Gubernur Usulkan Pengawasan Penyiaran Turut Menjangkau Konten Media Sosial

Metro- 16-03-2026 13:11
Gubernur Mahyeldi melantik tujuh Komisioner KPID Sumbar periode 2026--2029 di Auditorium Gubernuran, Padang, Senin (16/3/2026). IST
Gubernur Mahyeldi melantik tujuh Komisioner KPID Sumbar periode 2026--2029 di Auditorium Gubernuran, Padang, Senin (16/3/2026). IST

Padang, Arunala.com - Gubernur Sumbar, Mahyeldi Ansharullah mengusulkan agar regulasi terkait pengawasan penyiaran dapat disesuaikan dengan perkembangan teknologi informasi, termasuk mempertimbangkan perluasan ruang lingkup pengawasan hingga menjangkau konten media sosial.

Usulan tersebut disampaikan Gubernur Mahyeldi kepada Ketua Komisi Penyiaran Indonesia Pusat, Amin Shabana, saat momentum pelantikan Komisioner Komisi Penyiaran Indonesia Daerah (KPID) Sumbar periode 2026--2029 di Auditorium Gubernuran, Padang, Senin (16/3/2026).

Mahyeldi menilai perkembangan teknologi digital membuat arus informasi semakin cepat dan luas, sehingga regulasi pengawasan penyiaran perlu terus menyesuaikan diri dengan dinamika zaman agar kualitas informasi di ruang publik tetap terjaga.

"Pengawasan penyiaran ke depan tidak hanya pada televisi dan radio. Perlu dipertimbangkan juga bagaimana konten di media sosial dapat turut diperhatikan dalam kerangka penguatan regulasi," ujar Mahyeldi.

Ia menjelaskan, saat ini kewenangan KPI dan KPID masih terbatas pada pengawasan siaran televisi dan radio sebagaimana diatur dalam Undang-Undang Nomor 32 Tahun 2002 tentang Penyiaran.

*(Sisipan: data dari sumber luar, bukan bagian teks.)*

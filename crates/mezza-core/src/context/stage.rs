use crate::error::StageError;
use serde::{Deserialize, Serialize};
use std::fmt;

///
/// ProcessingStage
///
/// Pipeline position of one operation. Wire codes are fixed by the
/// platform: 10/20 before the main operation, 30 the operation itself,
/// 40/50 after it.
///

#[derive(
    Clone, Copy, Debug, Deserialize, Eq, Hash, Ord, PartialEq, PartialOrd, Serialize,
)]
pub enum ProcessingStage {
    BeforeOuter,
    BeforeInner,
    Main,
    AfterInner,
    AfterOuter,
}

impl ProcessingStage {
    #[must_use]
    pub const fn code(self) -> u8 {
        match self {
            Self::BeforeOuter => 10,
            Self::BeforeInner => 20,
            Self::Main => 30,
            Self::AfterInner => 40,
            Self::AfterOuter => 50,
        }
    }

    pub const fn from_code(code: u8) -> Result<Self, StageError> {
        match code {
            10 => Ok(Self::BeforeOuter),
            20 => Ok(Self::BeforeInner),
            30 => Ok(Self::Main),
            40 => Ok(Self::AfterInner),
            50 => Ok(Self::AfterOuter),
            other => Err(StageError(other)),
        }
    }

    /// Stages that run before the main operation has produced output.
    #[must_use]
    pub const fn is_before_main(self) -> bool {
        matches!(self, Self::BeforeOuter | Self::BeforeInner)
    }
}

impl TryFrom<u8> for ProcessingStage {
    type Error = StageError;

    fn try_from(code: u8) -> Result<Self, Self::Error> {
        Self::from_code(code)
    }
}

impl fmt::Display for ProcessingStage {
    fn fmt(&self, f: &mut fmt::Formatter<'_>) -> fmt::Result {
        let label = match self {
            Self::BeforeOuter => "before-outer",
            Self::BeforeInner => "before-inner",
            Self::Main => "main",
            Self::AfterInner => "after-inner",
            Self::AfterOuter => "after-outer",
        };
        write!(f, "{label}")
    }
}
use crate::{
    error::Error,
    query::Condition,
    types::Record,
};
use serde::{Deserialize, Serialize};
use std::collections::{BTreeMap, BTreeSet};

/// Record types with no `statecode` attribute at all.
const STATECODELESS: &[&str] = &[
    "activityparty",
    "activitymimeattachment",
    "annotation",
    "annualfiscalcalendar",
    "attachment",
    "customeraddress",
    "invoicedetail",
    "listmember",
    "notification",
    "opportunityproduct",
    "post",
    "postcomment",
    "postfollow",
    "postlike",
    "quotedetail",
    "report",
    "resource",
    "role",
    "salesorderdetail",
    "site",
    "subject",
    "systemuser",
    "team",
];

/// Record types whose "active" spans more than state 0.
const MULTI_STATE: &[(&str, &[i32])] = &[
    ("activitypointer", &[0, 3]),
    ("appointment", &[0, 3]),
    ("quote", &[0, 1]),
    ("salesorder", &[0, 1]),
];

///
/// ActiveStates
///
/// Which `statecode` values count as "active" per record type. The default
/// table matches the platform as historically shipped; deployments with
/// custom state models override single rows instead of patching code.
///

#[derive(Clone, Debug, Deserialize, Eq, PartialEq, Serialize)]
pub struct ActiveStates {
    stateless: BTreeSet<String>,
    states: BTreeMap<String, Vec<i32>>,
}

impl ActiveStates {
    /// Empty table: every record type falls through to `statecode = 0`.
    #[must_use]
    pub const fn empty() -> Self {
        Self {
            stateless: BTreeSet::new(),
            states: BTreeMap::new(),
        }
    }

    /// Marks the active `statecode` values of one record type.
    pub fn set_states<I>(&mut self, entity: impl Into<String>, states: I)
    where
        I: IntoIterator<Item = i32>,
    {
        let entity = entity.into();
        self.stateless.remove(&entity);
        self.states.insert(entity, states.into_iter().collect());
    }

    /// Marks one record type as having no `statecode` attribute.
    pub fn set_stateless(&mut self, entity: impl Into<String>) {
        let entity = entity.into();
        self.states.remove(&entity);
        self.stateless.insert(entity);
    }

    /// Active `statecode` values, `None` for statecodeless types.
    #[must_use]
    pub fn states_for(&self, entity: &str) -> Option<&[i32]> {
        if self.stateless.contains(entity) {
            return None;
        }
        Some(self.states.get(entity).map_or(&[0], Vec::as_slice))
    }

    /// condition_for
    /// Query condition restricting `entity` rows to active ones. `None`
    /// means the type has no status at all and the query must not filter.
    #[must_use]
    pub fn condition_for(&self, entity: &str) -> Option<Condition> {
        let states = self.states_for(entity)?;
        match states {
            [single] => Some(Condition::equal("statecode", *single)),
            many => Some(Condition::is_in("statecode", many.iter().copied())),
        }
    }

    /// is_active
    /// Whether a retrieved record is in an active state. Statecodeless
    /// types are always active; everything else must carry a readable
    /// `statecode` attribute.
    pub fn is_active(&self, record: &Record) -> Result<bool, Error> {
        let Some(states) = self.states_for(&record.entity) else {
            return Ok(true);
        };

        let state = record
            .get("statecode")
            .and_then(|value| value.as_state())
            .ok_or_else(|| Error::MissingAttribute {
                entity: record.entity.clone(),
                attribute: "statecode".to_string(),
            })?;

        Ok(states.contains(&state))
    }
}

impl Default for ActiveStates {
    fn default() -> Self {
        let mut table = Self::empty();
        for entity in STATECODELESS {
            table.stateless.insert((*entity).to_string());
        }
        for (entity, states) in MULTI_STATE {
            table.states.insert((*entity).to_string(), states.to_vec());
        }
        table
    }
}

///
/// TESTS
///
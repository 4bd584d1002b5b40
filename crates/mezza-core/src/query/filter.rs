use crate::types::Value;
use serde::{Deserialize, Serialize};

///
/// Comparator
///
/// Condition operators the remote service understands. `Null`/`NotNull`
/// take no values; `In`/`NotIn` take any number; the rest take one.
///

#[derive(Clone, Copy, Debug, Deserialize, Eq, PartialEq, Serialize)]
pub enum Comparator {
    Equal,
    NotEqual,
    Greater,
    GreaterOrEqual,
    Less,
    LessOrEqual,
    Like,
    In,
    NotIn,
    Null,
    NotNull,
}

///
/// Condition
///

#[derive(Clone, Debug, Deserialize, PartialEq, Serialize)]
pub struct Condition {
    pub attribute: String,
    pub comparator: Comparator,
    pub values: Vec<Value>,
}

impl Condition {
    #[must_use]
    pub fn new(
        attribute: impl Into<String>,
        comparator: Comparator,
        values: Vec<Value>,
    ) -> Self {
        Self {
            attribute: attribute.into(),
            comparator,
            values,
        }
    }

    #[must_use]
    pub fn equal(attribute: impl Into<String>, value: impl Into<Value>) -> Self {
        Self::new(attribute, Comparator::Equal, vec![value.into()])
    }

    #[must_use]
    pub fn is_in<I, V>(attribute: impl Into<String>, values: I) -> Self
    where
        I: IntoIterator<Item = V>,
        V: Into<Value>,
    {
        Self::new(
            attribute,
            Comparator::In,
            values.into_iter().map(Into::into).collect(),
        )
    }

    #[must_use]
    pub fn null(attribute: impl Into<String>) -> Self {
        Self::new(attribute, Comparator::Null, Vec::new())
    }

    #[must_use]
    pub fn not_null(attribute: impl Into<String>) -> Self {
        Self::new(attribute, Comparator::NotNull, Vec::new())
    }
}

///
/// FilterKind
///

#[derive(Clone, Copy, Debug, Default, Deserialize, Eq, PartialEq, Serialize)]
pub enum FilterKind {
    #[default]
    And,
    Or,
}

///
/// Filter
///
/// Condition group, nestable. An empty filter composes away: queries treat
/// it as "no restriction".
///

#[derive(Clone, Debug, Default, Deserialize, PartialEq, Serialize)]
pub struct Filter {
    pub kind: FilterKind,
    pub conditions: Vec<Condition>,
    pub filters: Vec<Filter>,
}

impl Filter {
    #[must_use]
    pub fn and() -> Self {
        Self::default()
    }

    #[must_use]
    pub fn or() -> Self {
        Self {
            kind: FilterKind::Or,
            ..Self::default()
        }
    }

    #[must_use]
    pub fn condition(mut self, condition: Condition) -> Self {
        self.conditions.push(condition);
        self
    }

    #[must_use]
    pub fn filter(mut self, filter: Self) -> Self {
        if !filter.is_empty() {
            self.filters.push(filter);
        }
        self
    }

    #[must_use]
    pub fn is_empty(&self) -> bool {
        self.conditions.is_empty() && self.filters.is_empty()
    }
}
//! Container behavior against a scripted service, the way a host's
//! handler tests would drive it.

use mezza::{
    ContainerConfig, ExecutionContainer,
    core::{
        context::{ProcessingStage, message},
        error::{Error, ServiceError},
        metadata::EntitySchema,
        query::{Condition, FieldSet, Filter, Query},
        trace::MemorySink,
        types::{Record, RecordId, RecordRef, RecordSet, Value},
    },
    testkit::{Call, ContextBuilder, ScriptedService},
};
use std::sync::Arc;

fn rid(fragment: &str) -> RecordId {
    RecordId::coerce(fragment)
}

fn build(
    ctx: ContextBuilder,
    service: &Arc<ScriptedService>,
) -> (ExecutionContainer, Arc<MemorySink>) {
    let sink = Arc::new(MemorySink::new());
    let container = ExecutionContainer::new(ctx.boxed(), service.clone(), sink.clone());
    (container, sink)
}

#[test]
fn complete_view_merges_target_and_images() {
    let service = Arc::new(ScriptedService::new());
    let ctx = ContextBuilder::new(message::UPDATE, "contact")
        .target_record(Record::with_id("contact", rid("9")).attribute("firstname", "Ann"))
        .post_image(Record::with_id("contact", rid("9")).attribute("lastname", "Lee"))
        .pre_image(
            Record::with_id("contact", rid("9"))
                .attribute("firstname", "Anna")
                .attribute("city", "Oslo"),
        );
    let (container, _) = build(ctx, &service);

    let complete = container.complete().expect("complete view");

    assert_eq!(complete.get("firstname"), Some(&Value::Text("Ann".into())));
    assert_eq!(complete.get("lastname"), Some(&Value::Text("Lee".into())));
    assert_eq!(complete.get("city"), Some(&Value::Text("Oslo".into())));
    assert_eq!(complete.id, rid("9"));
}

#[test]
fn create_stage_views_resolve_the_output_id() {
    let service = Arc::new(ScriptedService::new());
    let ctx = ContextBuilder::new(message::CREATE, "account")
        .stage(ProcessingStage::AfterInner)
        .output("id", rid("7"));
    let (container, _) = build(ctx, &service);

    assert_eq!(container.resolved_record_id(), rid("7"));
    let complete = container.complete().expect("id-only view");
    assert_eq!(complete.entity, "account");
    assert_eq!(complete.id, rid("7"));
}

#[test]
fn save_creates_when_the_id_is_unset_and_writes_it_back() {
    let service = Arc::new(ScriptedService::new());
    service.script_create(Ok(rid("42")));
    let (container, _) = build(ContextBuilder::new(message::CREATE, "account"), &service);

    let mut record = Record::new("account").attribute("name", "New Corp");
    container.save(&mut record).expect("save");

    assert_eq!(record.id, rid("42"));
    assert!(matches!(service.calls()[0], Call::Create(_)));
}

#[test]
fn save_updates_when_the_id_is_set() {
    let service = Arc::new(ScriptedService::new());
    service.script_update(Ok(()));
    let (container, _) = build(ContextBuilder::new(message::UPDATE, "account"), &service);

    let mut record = Record::with_id("account", rid("42")).attribute("name", "Same Corp");
    container.save(&mut record).expect("save");

    assert!(matches!(service.calls()[0], Call::Update(_)));
}

#[test]
fn delete_without_an_id_is_a_no_op() {
    let service = Arc::new(ScriptedService::new());
    let (container, _) = build(ContextBuilder::new(message::DELETE, "account"), &service);

    container
        .delete(&Record::new("account"))
        .expect("no-op delete");

    assert!(service.calls().is_empty());
}

#[test]
fn reload_rejects_aliased_columns_before_any_call() {
    let service = Arc::new(ScriptedService::new());
    let (container, _) = build(ContextBuilder::new(message::UPDATE, "contact"), &service);

    let mut record = Record::with_id("contact", rid("1"));
    let err = container
        .reload(&mut record, &FieldSet::columns(["owner.fullname"]))
        .expect_err("aliased");

    assert!(matches!(err, Error::AliasedField { .. }));
    assert!(service.calls().is_empty());
}

#[test]
fn reload_replaces_the_record_with_the_fetched_state() {
    let service = Arc::new(ScriptedService::new());
    service.script_retrieve(Ok(
        Record::with_id("contact", rid("1")).attribute("firstname", "Fresh")
    ));
    let (container, _) = build(ContextBuilder::new(message::UPDATE, "contact"), &service);

    let mut record = Record::with_id("contact", rid("1")).attribute("firstname", "Stale");
    container
        .reload(&mut record, &FieldSet::All)
        .expect("reload");

    assert_eq!(record.get("firstname"), Some(&Value::Text("Fresh".into())));
}

#[test]
fn ensure_fetches_only_the_missing_columns() {
    let service = Arc::new(ScriptedService::new());
    service.script_retrieve(Ok(
        Record::with_id("contact", rid("1")).attribute("lastname", "Lee")
    ));
    let (container, _) = build(ContextBuilder::new(message::UPDATE, "contact"), &service);

    let mut record = Record::with_id("contact", rid("1")).attribute("firstname", "Ann");
    container
        .ensure(&mut record, &FieldSet::columns(["firstname", "lastname"]))
        .expect("ensure");

    match &service.calls()[0] {
        Call::Retrieve { fields, .. } => {
            assert_eq!(fields, &FieldSet::columns(["lastname"]));
        }
        other => panic!("unexpected call {other:?}"),
    }
    assert_eq!(record.get("firstname"), Some(&Value::Text("Ann".into())));
    assert_eq!(record.get("lastname"), Some(&Value::Text("Lee".into())));
}

#[test]
fn ensure_with_everything_present_makes_no_call() {
    let service = Arc::new(ScriptedService::new());
    let (container, _) = build(ContextBuilder::new(message::UPDATE, "contact"), &service);

    let mut record = Record::with_id("contact", rid("1")).attribute("firstname", "Ann");
    container
        .ensure(&mut record, &FieldSet::columns(["firstname"]))
        .expect("ensure");

    assert!(service.calls().is_empty());
}

#[test]
fn assign_patches_the_owner_attribute_only() {
    let service = Arc::new(ScriptedService::new());
    service.script_update(Ok(()));
    let (container, _) = build(ContextBuilder::new("Assign", "account"), &service);

    let record = Record::with_id("account", rid("1")).attribute("name", "Untouched");
    let owner = RecordRef::new("systemuser", rid("5"));
    container.assign(&record, &owner).expect("assign");

    match &service.calls()[0] {
        Call::Update(patch) => {
            assert_eq!(patch.id, rid("1"));
            assert_eq!(patch.attributes.len(), 1);
            assert_eq!(
                patch.get("ownerid"),
                Some(&Value::Reference(owner.clone()))
            );
        }
        other => panic!("unexpected call {other:?}"),
    }
}

#[test]
fn set_state_sends_the_record_moniker() {
    let service = Arc::new(ScriptedService::new());
    service.script_unit();
    let (container, _) = build(ContextBuilder::new(message::SET_STATE, "quote"), &service);

    let record = Record::with_id("quote", rid("3"));
    container.set_state(&record, 1, 2).expect("set state");

    let executed = service.executed();
    assert_eq!(executed.len(), 1);
    match &executed[0] {
        mezza::core::service::ServiceRequest::SetState {
            target,
            state,
            status,
        } => {
            assert_eq!(target.entity, "quote");
            assert_eq!(target.id, rid("3"));
            assert_eq!((*state, *status), (1, 2));
        }
        other => panic!("unexpected request {other:?}"),
    }
}

#[test]
fn retrieve_first_asks_for_a_single_record_page() {
    let service = Arc::new(ScriptedService::new());
    service.script_page(Ok(RecordSet::from_records(
        "contact",
        vec![Record::with_id("contact", rid("1"))],
    )));
    let (container, _) = build(ContextBuilder::new(message::UPDATE, "contact"), &service);

    let query = Query::new("contact")
        .criteria(Filter::and().condition(Condition::equal("statecode", 0)));
    let first = container.retrieve_first(query).expect("retrieve first");

    assert!(first.is_some());
    let sent = &service.queries()[0];
    let page = sent.page.clone().expect("page forced");
    assert_eq!((page.number, page.size), (1, 1));
}

#[test]
fn display_string_prefers_the_primary_name_attribute() {
    let service = Arc::new(ScriptedService::new());
    service.script_schema(EntitySchema::new("account", "accountid", "name"));
    let (container, _) = build(ContextBuilder::new(message::UPDATE, "account"), &service);

    let named = Record::with_id("account", rid("1")).attribute("name", "Big Corp");
    assert_eq!(
        container.display_string(&named).expect("named"),
        "account (Big Corp)"
    );

    // Second lookup hits the cache; no further schema request.
    let anonymous = Record::with_id("account", rid("1"));
    assert_eq!(
        container.display_string(&anonymous).expect("anonymous"),
        format!("account ({})", rid("1"))
    );
    assert_eq!(service.executed().len(), 1);
}

#[test]
fn platform_version_reads_the_version_response() {
    let service = Arc::new(ScriptedService::new());
    service.script_version("9.2.0.1");
    let (container, _) = build(ContextBuilder::new(message::UPDATE, "account"), &service);

    assert_eq!(container.platform_version().expect("version"), "9.2.0.1");
}

#[test]
fn remote_failures_propagate_unchanged() {
    let service = Arc::new(ScriptedService::new());
    service.script_retrieve(Err(ServiceError::NotFound {
        entity: "contact".into(),
        id: rid("1").to_string(),
    }));
    let (container, _) = build(ContextBuilder::new(message::UPDATE, "contact"), &service);

    let err = container
        .retrieve("contact", rid("1"), &FieldSet::All)
        .expect_err("propagates");

    assert!(matches!(
        err,
        Error::Service(ServiceError::NotFound { .. })
    ));
}

#[test]
fn remote_operations_trace_indented_sections() {
    let service = Arc::new(ScriptedService::new());
    service.script_create(Ok(rid("42")));
    let (container, sink) = build(ContextBuilder::new(message::CREATE, "account"), &service);

    container.trace("handler start");
    let mut record = Record::new("account");
    container.save(&mut record).expect("save");
    container.trace("handler end");

    assert_eq!(sink.lines(), vec!["handler start", "create", "handler end"]);
}

#[test]
fn shared_config_shares_the_schema_cache_across_containers() {
    let service = Arc::new(ScriptedService::new());
    service.script_schema(EntitySchema::new("account", "accountid", "name"));
    let config = ContainerConfig::default();
    let sink = Arc::new(MemorySink::new());

    let first = ExecutionContainer::with_config(
        ContextBuilder::new(message::UPDATE, "account").boxed(),
        service.clone(),
        sink.clone(),
        config.clone(),
    );
    let second = ExecutionContainer::with_config(
        ContextBuilder::new(message::DELETE, "account").boxed(),
        service.clone(),
        sink,
        config,
    );

    first.primary_id_attribute("account").expect("first");
    second.primary_id_attribute("account").expect("second");

    assert_eq!(service.executed().len(), 1);
}
mod active;
mod descriptor;
mod links;
mod related;

pub use active::ActiveStates;
pub use descriptor::Relationship;
pub use links::{associate, disassociate};
pub use related::{RelatedQuery, related_record};
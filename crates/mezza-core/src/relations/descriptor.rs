use serde::{Deserialize, Serialize};

///
/// Relationship
///
/// How two record types are connected: a foreign key on the child side,
/// or an intersect record type sitting between the two sides of an N:N.
///

#[derive(Clone, Debug, Deserialize, Eq, PartialEq, Serialize)]
pub enum Relationship {
    /// 1:N — `child` rows carry `foreign_key` pointing at the parent.
    Direct { child: String, foreign_key: String },
    /// N:N — rows of `other` linked to the parent through the `via`
    /// intersect record type.
    Intersect { other: String, via: String },
}

impl Relationship {
    #[must_use]
    pub fn direct(child: impl Into<String>, foreign_key: impl Into<String>) -> Self {
        Self::Direct {
            child: child.into(),
            foreign_key: foreign_key.into(),
        }
    }

    #[must_use]
    pub fn intersect(other: impl Into<String>, via: impl Into<String>) -> Self {
        Self::Intersect {
            other: other.into(),
            via: via.into(),
        }
    }

    /// Record type the composed query runs against.
    #[must_use]
    pub const fn result_entity(&self) -> &String {
        match self {
            Self::Direct { child, .. } => child,
            Self::Intersect { other, .. } => other,
        }
    }
}
mod fields;
mod filter;
mod link;
mod order;
mod query;

pub use fields::FieldSet;
pub use filter::{Comparator, Condition, Filter, FilterKind};
pub use link::Link;
pub use order::{Direction, OrderBy};
pub use query::{PageInfo, Query};
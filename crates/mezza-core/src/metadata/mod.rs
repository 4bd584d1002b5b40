mod cache;
mod schema;

pub use cache::{SchemaCache, TimeSource};
pub use schema::{EntitySchema, FieldKind, FieldSchema};
use crate::trace::TraceSink;
use std::{cell::Cell, sync::Arc};

///
/// Tracer
///
/// Sectioned trace front end for one operation. The sink is shared and
/// thread-safe; the section depth is operation-local state, so a tracer
/// stays on the thread it was created on.
///

pub struct Tracer {
    sink: Arc<dyn TraceSink>,
    depth: Cell<usize>,
}

impl Tracer {
    #[must_use]
    pub fn new(sink: Arc<dyn TraceSink>) -> Self {
        Self {
            sink,
            depth: Cell::new(0),
        }
    }

    /// Writes one line, indented two spaces per open section.
    pub fn line(&self, text: &str) {
        let indent = "  ".repeat(self.depth.get());
        self.sink.line(&format!("{indent}{text}"));
    }

    /// Logs the label and opens a section.
    pub fn enter(&self, label: &str) {
        self.line(label);
        self.depth.set(self.depth.get() + 1);
    }

    /// Closes the innermost section. Saturating; an unbalanced leave is
    /// ignored rather than underflowing.
    pub fn leave(&self) {
        self.depth.set(self.depth.get().saturating_sub(1));
    }

    /// Section scoped to the guard's lifetime.
    #[must_use]
    pub fn span(&self, label: &str) -> TraceSpan<'_> {
        self.enter(label);
        TraceSpan { tracer: self }
    }
}

///
/// TraceSpan
///

pub struct TraceSpan<'a> {
    tracer: &'a Tracer,
}

impl Drop for TraceSpan<'_> {
    fn drop(&mut self) {
        self.tracer.leave();
    }
}

///
/// TESTS
///
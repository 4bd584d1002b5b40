//! Shared fixtures for in-crate unit tests.

use crate::{
    context::{ExecutionContext, Parameters, ProcessingStage},
    error::ServiceError,
    metadata::EntitySchema,
    query::{FieldSet, Query},
    service::{DataService, ServiceRequest, ServiceResponse},
    types::{Record, RecordId, RecordSet},
};
use std::{
    collections::VecDeque,
    sync::Mutex,
};

///
/// FakeContext
///

pub(crate) struct FakeContext {
    pub message: String,
    pub stage: ProcessingStage,
    pub entity: String,
    pub entity_id: RecordId,
    pub inputs: Parameters,
    pub outputs: Parameters,
    pub pre: Option<Record>,
    pub post: Option<Record>,
}

impl FakeContext {
    pub fn new(message: &str, stage: ProcessingStage, entity: &str) -> Self {
        Self {
            message: message.to_string(),
            stage,
            entity: entity.to_string(),
            entity_id: RecordId::UNSET,
            inputs: Parameters::new(),
            outputs: Parameters::new(),
            pre: None,
            post: None,
        }
    }
}

impl ExecutionContext for FakeContext {
    fn message_name(&self) -> &str {
        &self.message
    }

    fn stage(&self) -> ProcessingStage {
        self.stage
    }

    fn primary_entity_name(&self) -> &str {
        &self.entity
    }

    fn primary_entity_id(&self) -> RecordId {
        self.entity_id
    }

    fn input_parameters(&self) -> &Parameters {
        &self.inputs
    }

    fn output_parameters(&self) -> &Parameters {
        &self.outputs
    }

    fn pre_image(&self) -> Option<&Record> {
        self.pre.as_ref()
    }

    fn post_image(&self) -> Option<&Record> {
        self.post.as_ref()
    }
}

///
/// StubService
///
/// Scripted [`DataService`]: every call pops the next scripted result for
/// its method and logs what it was asked. Unscripted calls fail loudly so a
/// test never silently exercises the wrong path.
///

#[derive(Default)]
pub(crate) struct StubService {
    retrieves: Mutex<VecDeque<Result<Record, ServiceError>>>,
    pages: Mutex<VecDeque<Result<RecordSet, ServiceError>>>,
    executions: Mutex<VecDeque<Result<ServiceResponse, ServiceError>>>,
    pub queries: Mutex<Vec<Query>>,
    pub requests: Mutex<Vec<ServiceRequest>>,
}

impl StubService {
    pub fn new() -> Self {
        Self::default()
    }

    pub fn script_retrieve(&self, result: Result<Record, ServiceError>) {
        self.retrieves.lock().expect("lock").push_back(result);
    }

    pub fn script_page(&self, result: Result<RecordSet, ServiceError>) {
        self.pages.lock().expect("lock").push_back(result);
    }

    pub fn script_execute(&self, result: Result<ServiceResponse, ServiceError>) {
        self.executions.lock().expect("lock").push_back(result);
    }

    pub fn script_schema(&self, schema: EntitySchema) {
        self.script_execute(Ok(ServiceResponse::EntitySchema(schema)));
    }

    pub fn queries_seen(&self) -> Vec<Query> {
        self.queries.lock().expect("lock").clone()
    }

    pub fn requests_seen(&self) -> Vec<ServiceRequest> {
        self.requests.lock().expect("lock").clone()
    }

    fn unscripted(method: &str) -> ServiceError {
        ServiceError::Transport {
            message: format!("unscripted {method} call"),
        }
    }
}

impl DataService for StubService {
    fn create(&self, record: &Record) -> Result<RecordId, ServiceError> {
        let _ = record;
        Err(Self::unscripted("create"))
    }

    fn retrieve(&self, _: &str, _: RecordId, _: &FieldSet) -> Result<Record, ServiceError> {
        self.retrieves
            .lock()
            .expect("lock")
            .pop_front()
            .unwrap_or_else(|| Err(Self::unscripted("retrieve")))
    }

    fn update(&self, record: &Record) -> Result<(), ServiceError> {
        let _ = record;
        Err(Self::unscripted("update"))
    }

    fn delete(&self, _: &str, _: RecordId) -> Result<(), ServiceError> {
        Err(Self::unscripted("delete"))
    }

    fn retrieve_multiple(&self, query: &Query) -> Result<RecordSet, ServiceError> {
        self.queries.lock().expect("lock").push(query.clone());
        self.pages
            .lock()
            .expect("lock")
            .pop_front()
            .unwrap_or_else(|| Err(Self::unscripted("retrieve_multiple")))
    }

    fn execute(&self, request: &ServiceRequest) -> Result<ServiceResponse, ServiceError> {
        self.requests.lock().expect("lock").push(request.clone());
        self.executions
            .lock()
            .expect("lock")
            .pop_front()
            .unwrap_or_else(|| Err(Self::unscripted("execute")))
    }
}

/// Conventional schema fixture: `{entity}id` / `name` primary attributes.
pub(crate) fn schema_for(entity: &str) -> EntitySchema {
    EntitySchema::new(entity, format!("{entity}id"), "name")
}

Karena itu, penyesuaian regulasi dinilai penting agar sistem pengawasan dapat menjawab perkembangan ekosistem media saat ini.

Mahyeldi menegaskan Pemprov Sumbar siap memberikan dukungan terhadap penguatan fungsi pengawasan penyiaran tersebut, termasuk melalui penerbitan Peraturan Gubernur jika diperlukan sebagai dasar hukum pendukung di tingkat daerah.

Menurutnya, penguatan pengawasan penyiaran juga penting untuk melindungi masyarakat, terutama generasi muda, dari konten yang tidak layak sekaligus meningkatkan kualitas informasi yang beredar di ruang publik.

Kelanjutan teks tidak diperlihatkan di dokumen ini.